During the first lockdown, when Nitsun’s age, 79, and a chronic lung condition meant he had to be particularly careful, Queen’s Wood in Muswell Hill provided a welcome escape on many levels.

“It helped with my sense of hope, my mood and with my motivation to be creative because I could also see that there were lots of things I wanted to paint in nature,”he told me.

Tragically, just a few weeks after our interview, Nitsun died suddenly. But he leaves behind him a glorious legacy of artworks.

Between 2019 and 2021, Nitsun painted about 200 works. (Nearly all the pictures in his home are by him.) The culmination of this creative outburst is A Psychotherapist Paints, a book showcasing 50 of his paintings, interspersed with autobiographical reflections.

But what sets it apart from other art books is that it also contains the responses of colleagues and friends to Nitsun’s art and the publication has received critical acclaim within the fields of psychoanalysis and medicine.

In his gently lilting Johannesburg accent, Nitsun described the book as “the convergence of my lifelong interests as a psychologist and psychotherapist and as an artist, two approaches which had always been very dear to me, but had lived in separate worlds.”
But the journey towards this “convergence” wasn’t straightforward, and as he spoke, it became clear that it had begun long before 2019.

Growing up in apartheid South Africa, the child of Lithuanian Jewish immigrants, there were both the external and internal pressures to follow a conventional career path. An avid painter since he was a child, Nitsun nonetheless turned down a potential place to study full-time at the Royal College of Art.

“There were problems back home, and I think I was just too depressed and too anxious to take the risk of being an artist.”

Instead, after moving to London at 25, he got a job as a clinical psychologist in the NHS, later becoming head of a hospital department.

In his free time, he continued to study art part-time, while also successfully exhibiting and selling his work.

Despite this, his artistic side “was always nagging” at him. “It felt like a kind of unresolved, incomplete aspect of my life. I wondered whether I was really just a neurotic Jewish artist rather than an ambitious psychotherapist, understanding everyone’s problems.”

The idea that you could identify as both a psychotherapist and an artist didn’t sit comfortably with Nitsun, who continued to be plagued by the words of his art teacher in South Africa, the late Aileen Lipkin. “She said: ‘You can’t be both.’ She was very fierce about this.”

A turning point, or perhaps, more accurately, a tipping point came in 2019, when Nitsun exhibited a series of doll paintings, and after the show invited some of the visitors to share their thoughts on the pictures.

“The group touched on important issues, such as trauma and loss, which made me aware that the dolls were a way of reaching into an area of life that otherwise I couldn’t,” he said.

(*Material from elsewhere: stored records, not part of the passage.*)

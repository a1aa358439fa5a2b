use clap::Parser;
use ranch_core::CoreError;
use ranch_warehouse::WarehouseError;

mod bootstrap;
mod cli;
mod commands;
mod output;

/// Bad arguments, or a ranch that does not exist.
const EXIT_USAGE: i32 = 1;
/// Backend, decoding and configuration failures.
const EXIT_FAILURE: i32 = 2;

fn main() {
    let cli = match cli::Cli::try_parse() {
        Ok(cli) => cli,
        Err(error) => {
            // --help and --version come through here and go to stdout.
            let code = if error.use_stderr() { EXIT_USAGE } else { 0 };
            let _ = error.print();
            std::process::exit(code);
        }
    };

    if let Err(error) = run(cli) {
        eprintln!("ranchcam error: {error:#}");
        std::process::exit(exit_code(&error));
    }
}

fn run(cli: cli::Cli) -> anyhow::Result<()> {
    let flags = cli.global_flags();
    init_tracing(&flags)?;

    if cli.print_schema {
        return commands::schema::handle(&flags);
    }

    let Some(ranch_name) = cli.ranch.as_deref() else {
        anyhow::bail!("missing <RANCH_NAME>");
    };

    let config = bootstrap::load_config(&flags)?;
    commands::report::handle(ranch_name, &config, &flags)
}

fn init_tracing(flags: &cli::GlobalFlags) -> anyhow::Result<()> {
    let level = if flags.quiet {
        "error"
    } else if flags.verbose {
        "debug"
    } else {
        "warn"
    };

    let filter = tracing_subscriber::EnvFilter::try_from_env("RANCHCAM_LOG")
        .unwrap_or_else(|_| tracing_subscriber::EnvFilter::new(level));

    tracing_subscriber::fmt()
        .with_env_filter(filter)
        .with_writer(std::io::stderr)
        .try_init()
        .map_err(|error| anyhow::anyhow!("failed to initialize tracing subscriber: {error}"))?;

    Ok(())
}

fn exit_code(error: &anyhow::Error) -> i32 {
    let usage = error.chain().any(|cause| {
        matches!(
            cause.downcast_ref::<WarehouseError>(),
            Some(WarehouseError::RanchNotFound { .. })
        ) || matches!(cause.downcast_ref::<CoreError>(), Some(CoreError::Validation(_)))
    });
    if usage { EXIT_USAGE } else { EXIT_FAILURE }
}

#[cfg(test)]
mod tests {
    use anyhow::Context;

    use super::*;

    #[test]
    fn not_found_is_a_usage_exit() {
        let error = anyhow::Error::from(WarehouseError::RanchNotFound {
            name: "Nowhere".to_string(),
        });
        assert_eq!(exit_code(&error), EXIT_USAGE);
    }

    #[test]
    fn blank_name_is_a_usage_exit() {
        let error = anyhow::Error::from(CoreError::Validation("ranch name is empty".into()));
        assert_eq!(exit_code(&error), EXIT_USAGE);
    }

    #[test]
    fn wrapped_backend_failure_is_a_general_exit() {
        let result: Result<(), WarehouseError> = Err(WarehouseError::CommandFailed {
            label: "camera_activity".to_string(),
            status: "1".to_string(),
            stderr: "Access Denied".to_string(),
        });
        let error = result
            .context("failed to aggregate camera activity")
            .expect_err("failure");
        assert_eq!(exit_code(&error), EXIT_FAILURE);
    }
}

He arranged a similar gathering in New York, which, again, proved very revealing. When the pandemic struck, he took these meetings online, showing other series of his paintings.

Nitsun was keen to point out that these discussions were not the same as group therapy, an area of analytic work he is well-known for, although “they did have a kind of therapeutic effect on some people, and I do think now, more than ever, using art in this way could be therapeutic and illuminating.”

A big difference was that the focus was now also on the therapist rather than solely on the group. Nitsun found himself talking about his own past and inner conflicts in relation to the
paintings.

“I learnt a lot about myself and was very open with people. Why hide things? Why pretend? Let’s just admit to each other that we’ve struggled.”He spoke to the groups about how difficult it was being gay in both an Orthodox Jewish home and in a society that was riddled with prejudice and discrimination.

“It was very difficult growing up gay in South Africa. I kind of wanted to be straight.
“I think if you were black, it was an absolute no-no. You just couldn’t even speak about it because it was so taboo.”

This “internalised homophobia” meant that he never told his parents that he was gay, despite having a long-term partner. “They were two people who had come from very restricted backgrounds with very Orthodox Jewish constraints, and I think it would have been too painful for them.”

Nitsun had a lingering sense of guilt from having been a white child in apartheid South Africa.

“It remains a kind of stain on history generally and on one’s personal history.”
He recalled being very close to his black nannies, who were often “more spontaneous, more immediate, warmer and more fun than the white mothers, especially the Jewish mothers, who were quite anxious, tense and neurotic”.

But this bond also served as a reminder that his nannies lived separately from their own children. “That was something that always upset me.” This latest project has forced him to confront these “warring parts” of himself and he recalls one particular incident when he was showing the doll paintings in New York.

“A woman stood up and said: ‘How come you, as a South African, have not painted any black dolls?’ It was quite a challenge to me.”

The question played on his mind and Nitsun went away and did some paintings of black dolls, including one holding its own small doll “like a mother and a child”, which is included in the book.

In fact, the theme of motherhood, with regard to both his own mother and Mother Earth, “who was ravaged during Covid”, runs through all five series of paintings.
Aside from dolls, they depict the fragility of nature, deserted cities during lockdown, and dancers.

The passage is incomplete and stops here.